● Data provided

// Scene parameters edited from the settings panel, and viewer configuration.

use super::constants::*;
use thiserror::Error;

#[derive(Debug, Error, PartialEq)]
pub enum ParamError {
    #[error("invalid number {value:?} for {control:?}")]
    InvalidNumber { control: Control, value: String },
    #[error("invalid color {0:?}, expected #rrggbb")]
    InvalidColor(String),
    #[error("invalid camera mode {0:?}, expected orbit or follow")]
    InvalidCameraMode(String),
}

/// Settings-panel inputs, one per editable parameter.
#[derive(Clone, Copy, Debug, PartialEq, Eq)]
pub enum Control {
    Background,
    AmbientLight,
    MainLight,
    FillLight1,
    FillLight2,
    CameraDistance,
    CameraHeight,
    AnimationSpeed,
}

impl Control {
    pub const ALL: [Control; 8] = [
        Control::Background,
        Control::AmbientLight,
        Control::MainLight,
        Control::FillLight1,
        Control::FillLight2,
        Control::CameraDistance,
        Control::CameraHeight,
        Control::AnimationSpeed,
    ];

    pub fn element_id(self) -> &'static str {
        match self {
            Control::Background => "backgroundColor",
            Control::AmbientLight => "ambientLight",
            Control::MainLight => "mainLight",
            Control::FillLight1 => "fillLight1",
            Control::FillLight2 => "fillLight2",
            Control::CameraDistance => "cameraDistance",
            Control::CameraHeight => "cameraHeight",
            Control::AnimationSpeed => "animationSpeed",
        }
    }

    pub fn from_element_id(id: &str) -> Option<Self> {
        Self::ALL.into_iter().find(|c| c.element_id() == id)
    }
}

#[derive(Clone, Debug, PartialEq)]
pub struct SceneParams {
    pub background_hex: String,
    /// Linear-space clear color derived from `background_hex`.
    pub background: [f32; 3],
    pub ambient: f32,
    pub main_light: f32,
    pub fill_light_1: f32,
    pub fill_light_2: f32,
    pub camera_distance: f32,
    pub camera_height: f32,
    pub animation_speed: f32,
    pub rotation_speed_x_deg: f32,
    pub rotation_speed_y_deg: f32,
    pub movement_speed: f32,
}

impl Default for SceneParams {
    fn default() -> Self {
        Self {
            background_hex: BACKGROUND_HEX.to_string(),
            background: [0.0, 0.0, 0.0],
            ambient: AMBIENT_INTENSITY,
            main_light: MAIN_LIGHT_INTENSITY,
            fill_light_1: FILL_LIGHT_1_INTENSITY,
            fill_light_2: FILL_LIGHT_2_INTENSITY,
            camera_distance: CAMERA_DISTANCE,
            camera_height: CAMERA_HEIGHT,
            animation_speed: ANIMATION_SPEED,
            rotation_speed_x_deg: ROTATION_SPEED_X_DEG,
            rotation_speed_y_deg: ROTATION_SPEED_Y_DEG,
            movement_speed: MOVEMENT_SPEED,
        }
    }
}

impl SceneParams {
    /// Apply a raw input value. On error the parameters are left untouched.
    pub fn apply(&mut self, control: Control, raw: &str) -> Result<(), ParamError> {
        let (slot, min, max) = match control {
            Control::Background => return self.apply_background(raw),
            Control::AmbientLight => (&mut self.ambient, 0.0, f32::MAX),
            Control::MainLight => (&mut self.main_light, 0.0, f32::MAX),
            Control::FillLight1 => (&mut self.fill_light_1, 0.0, f32::MAX),
            Control::FillLight2 => (&mut self.fill_light_2, 0.0, f32::MAX),
            Control::CameraDistance => (
                &mut self.camera_distance,
                CAMERA_DISTANCE_MIN,
                CAMERA_DISTANCE_MAX,
            ),
            Control::CameraHeight => (&mut self.camera_height, f32::MIN, f32::MAX),
            Control::AnimationSpeed => (&mut self.animation_speed, ANIMATION_SPEED_MIN, f32::MAX),
        };
        *slot = parse_number(control, raw)?.clamp(min, max);
        Ok(())
    }

    fn apply_background(&mut self, raw: &str) -> Result<(), ParamError> {
        let rgb = parse_hex_color(raw)?;
        self.background = rgb.map(srgb_to_linear);
        self.background_hex = raw.trim().to_ascii_lowercase();
        Ok(())
    }

    /// `[intensity; 4]` in the order ambient, main, fill 1, fill 2.
    pub fn light_intensities(&self) -> [f32; 4] {
        [
            self.ambient,
            self.main_light,
            self.fill_light_1,
            self.fill_light_2,
        ]
    }
}

fn parse_number(control: Control, raw: &str) -> Result<f32, ParamError> {
    raw.trim()
        .parse::<f32>()
        .ok()
        .filter(|v| v.is_finite())
        .ok_or_else(|| ParamError::InvalidNumber {
            control,
            value: raw.to_string(),
        })
}

/// Parse `#rrggbb` into sRGB components in `[0, 1]`.
pub fn parse_hex_color(raw: &str) -> Result<[f32; 3], ParamError> {
    let invalid = || ParamError::InvalidColor(raw.to_string());
    let hex = raw.trim().strip_prefix('#').ok_or_else(invalid)?;
    if hex.len() != 6 || !hex.is_ascii() {
        return Err(invalid());
    }
    let channel = |i: usize| {
        u8::from_str_radix(&hex[i..i + 2], 16)
            .map(|v| v as f32 / 255.0)
            .map_err(|_| invalid())
    };
    Ok([channel(0)?, channel(2)?, channel(4)?])
}

#[inline]
pub fn srgb_to_linear(c: f32) -> f32 {
    if c <= 0.04045 {
        c / 12.92
    } else {
        ((c + 0.055) / 1.055).powf(2.4)
    }
}

#[derive(Clone, Copy, Debug, PartialEq, Eq)]
pub enum CameraMode {
    /// User drag/zoom around the origin.
    Orbit,
    /// Fixed distance/height orbit that tracks the drifting model.
    Follow,
}

impl std::str::FromStr for CameraMode {
    type Err = ParamError;

    fn from_str(s: &str) -> Result<Self, Self::Err> {
        match s.trim().to_ascii_lowercase().as_str() {
            "orbit" => Ok(CameraMode::Orbit),
            "follow" => Ok(CameraMode::Follow),
            _ => Err(ParamError::InvalidCameraMode(s.to_string())),
        }
    }
}

#[derive(Clone, Debug, PartialEq)]
pub struct ViewerConfig {
    pub camera_mode: CameraMode,
    pub click_to_open: bool,
    pub initial_variant: String,
}

impl Default for ViewerConfig {
    fn default() -> Self {
        Self {
            camera_mode: CameraMode::Orbit,
            click_to_open: true,
            initial_variant: DEFAULT_VARIANT.to_string(),
        }
    }
}

impl ViewerConfig {
    /// Build from `data-*` style lookups; missing or malformed values keep defaults.
    pub fn from_lookup(lookup: impl Fn(&str) -> Option<String>) -> Self {
        let mut cfg = Self::default();
        if let Some(raw) = lookup("data-camera-mode") {
            match raw.parse() {
                Ok(mode) => cfg.camera_mode = mode,
                Err(e) => log::warn!("[config] {}", e),
            }
        }
        if let Some(raw) = lookup("data-click-to-open") {
            match raw.trim() {
                "true" | "1" | "" => cfg.click_to_open = true,
                "false" | "0" => cfg.click_to_open = false,
                other => log::warn!("[config] ignoring data-click-to-open={:?}", other),
            }
        }
        if let Some(raw) = lookup("data-initial-variant") {
            let raw = raw.trim();
            if !raw.is_empty() {
                cfg.initial_variant = raw.to_string();
            }
        }
        cfg
    }
}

● Task prompt
Copy out every entry, keeping each line exactly as it is.

● Solution to the exercise
// Scene parameters edited from the settings panel, and viewer configuration.

use super::constants::*;
use thiserror::Error;

#[derive(Debug, Error, PartialEq)]
pub enum ParamError {
    #[error("invalid number {value:?} for {control:?}")]
    InvalidNumber { control: Control, value: String },
    #[error("invalid color {0:?}, expected #rrggbb")]
    InvalidColor(String),
    #[error("invalid camera mode {0:?}, expected orbit or follow")]
    InvalidCameraMode(String),
}

/// Settings-panel inputs, one per editable parameter.
#[derive(Clone, Copy, Debug, PartialEq, Eq)]
pub enum Control {
    Background,
    AmbientLight,
    MainLight,
    FillLight1,
    FillLight2,
    CameraDistance,
    CameraHeight,
    AnimationSpeed,
}

impl Control {
    pub const ALL: [Control; 8] = [
        Control::Background,
        Control::AmbientLight,
        Control::MainLight,
        Control::FillLight1,
        Control::FillLight2,
        Control::CameraDistance,
        Control::CameraHeight,
        Control::AnimationSpeed,
    ];

    pub fn element_id(self) -> &'static str {
        match self {
            Control::Background => "backgroundColor",
            Control::AmbientLight => "ambientLight",
            Control::MainLight => "mainLight",
            Control::FillLight1 => "fillLight1",
            Control::FillLight2 => "fillLight2",
            Control::CameraDistance => "cameraDistance",
            Control::CameraHeight => "cameraHeight",
            Control::AnimationSpeed => "animationSpeed",
        }
    }

    pub fn from_element_id(id: &str) -> Option<Self> {
        Self::ALL.into_iter().find(|c| c.element_id() == id)
    }
}

#[derive(Clone, Debug, PartialEq)]
pub struct SceneParams {
    pub background_hex: String,
    /// Linear-space clear color derived from `background_hex`.
    pub background: [f32; 3],
    pub ambient: f32,
    pub main_light: f32,
    pub fill_light_1: f32,
    pub fill_light_2: f32,
    pub camera_distance: f32,
    pub camera_height: f32,
    pub animation_speed: f32,
    pub rotation_speed_x_deg: f32,
    pub rotation_speed_y_deg: f32,
    pub movement_speed: f32,
}

impl Default for SceneParams {
    fn default() -> Self {
        Self {
            background_hex: BACKGROUND_HEX.to_string(),
            background: [0.0, 0.0, 0.0],
            ambient: AMBIENT_INTENSITY,
            main_light: MAIN_LIGHT_INTENSITY,
            fill_light_1: FILL_LIGHT_1_INTENSITY,
            fill_light_2: FILL_LIGHT_2_INTENSITY,
            camera_distance: CAMERA_DISTANCE,
            camera_height: CAMERA_HEIGHT,
            animation_speed: ANIMATION_SPEED,
            rotation_speed_x_deg: ROTATION_SPEED_X_DEG,
            rotation_speed_y_deg: ROTATION_SPEED_Y_DEG,
            movement_speed: MOVEMENT_SPEED,
        }
    }
}

impl SceneParams {
    /// Apply a raw input value. On error the parameters are left untouched.
    pub fn apply(&mut self, control: Control, raw: &str) -> Result<(), ParamError> {
        let (slot, min, max) = match control {
            Control::Background => return self.apply_background(raw),
            Control::AmbientLight => (&mut self.ambient, 0.0, f32::MAX),
            Control::MainLight => (&mut self.main_light, 0.0, f32::MAX),
            Control::FillLight1 => (&mut self.fill_light_1, 0.0, f32::MAX),
            Control::FillLight2 => (&mut self.fill_light_2, 0.0, f32::MAX),
            Control::CameraDistance => (
                &mut self.camera_distance,
                CAMERA_DISTANCE_MIN,
                CAMERA_DISTANCE_MAX,
            ),
            Control::CameraHeight => (&mut self.camera_height, f32::MIN, f32::MAX),
            Control::AnimationSpeed => (&mut self.animation_speed, ANIMATION_SPEED_MIN, f32::MAX),
        };
        *slot = parse_number(control, raw)?.clamp(min, max);
        Ok(())
    }

    fn apply_background(&mut self, raw: &str) -> Result<(), ParamError> {
        let rgb = parse_hex_color(raw)?;
        self.background = rgb.map(srgb_to_linear);
        self.background_hex = raw.trim().to_ascii_lowercase();
        Ok(())
    }

    /// `[intensity; 4]` in the order ambient, main, fill 1, fill 2.
    pub fn light_intensities(&self) -> [f32; 4] {
        [
            self.ambient,
            self.main_light,
            self.fill_light_1,
            self.fill_light_2,
        ]
    }
}

fn parse_number(control: Control, raw: &str) -> Result<f32, ParamError> {
    raw.trim()
        .parse::<f32>()
        .ok()
        .filter(|v| v.is_finite())
        .ok_or_else(|| ParamError::InvalidNumber {
            control,
            value: raw.to_string(),
        })
}

/// Parse `#rrggbb` into sRGB components in `[0, 1]`.
pub fn parse_hex_color(raw: &str) -> Result<[f32; 3], ParamError> {
    let invalid = || ParamError::InvalidColor(raw.to_string());
    let hex = raw.trim().strip_prefix('#').ok_or_else(invalid)?;
    if hex.len() != 6 || !hex.is_ascii() {
        return Err(invalid());
    }
    let channel = |i: usize| {
        u8::from_str_radix(&hex[i..i + 2], 16)
            .map(|v| v as f32 / 255.0)
            .map_err(|_| invalid())
    };
    Ok([channel(0)?, channel(2)?, channel(4)?])
}

#[inline]
pub fn srgb_to_linear(c: f32) -> f32 {
    if c <= 0.04045 {
        c / 12.92
    } else {
        ((c + 0.055) / 1.055).powf(2.4)
    }
}

#[derive(Clone, Copy, Debug, PartialEq, Eq)]
pub enum CameraMode {
    /// User drag/zoom around the origin.
    Orbit,
    /// Fixed distance/height orbit that tracks the drifting model.
    Follow,
}

impl std::str::FromStr for CameraMode {
    type Err = ParamError;

    fn from_str(s: &str) -> Result<Self, Self::Err> {
        match s.trim().to_ascii_lowercase().as_str() {
            "orbit" => Ok(CameraMode::Orbit),
            "follow" => Ok(CameraMode::Follow),
            _ => Err(ParamError::InvalidCameraMode(s.to_string())),
        }
    }
}

#[derive(Clone, Debug, PartialEq)]
pub struct ViewerConfig {
    pub camera_mode: CameraMode,
    pub click_to_open: bool,
    pub initial_variant: String,
}

impl Default for ViewerConfig {
    fn default() -> Self {
        Self {
            camera_mode: CameraMode::Orbit,
            click_to_open: true,
            initial_variant: DEFAULT_VARIANT.to_string(),
        }
    }
}

impl ViewerConfig {
    /// Build from `data-*` style lookups; missing or malformed values keep defaults.
    pub fn from_lookup(lookup: impl Fn(&str) -> Option<String>) -> Self {
        let mut cfg = Self::default();
        if let Some(raw) = lookup("data-camera-mode") {
            match raw.parse() {
                Ok(mode) => cfg.camera_mode = mode,
                Err(e) => log::warn!("[config] {}", e),
            }
        }
        if let Some(raw) = lookup("data-click-to-open") {
            match raw.trim() {
                "true" | "1" | "" => cfg.click_to_open = true,
                "false" | "0" => cfg.click_to_open = false,
                other => log::warn!("[config] ignoring data-click-to-open={:?}", other),
            }
        }
        if let Some(raw) = lookup("data-initial-variant") {
            let raw = raw.trim();
            if !raw.is_empty() {
                cfg.initial_variant = raw.to_string();
            }
        }
        cfg
    }
}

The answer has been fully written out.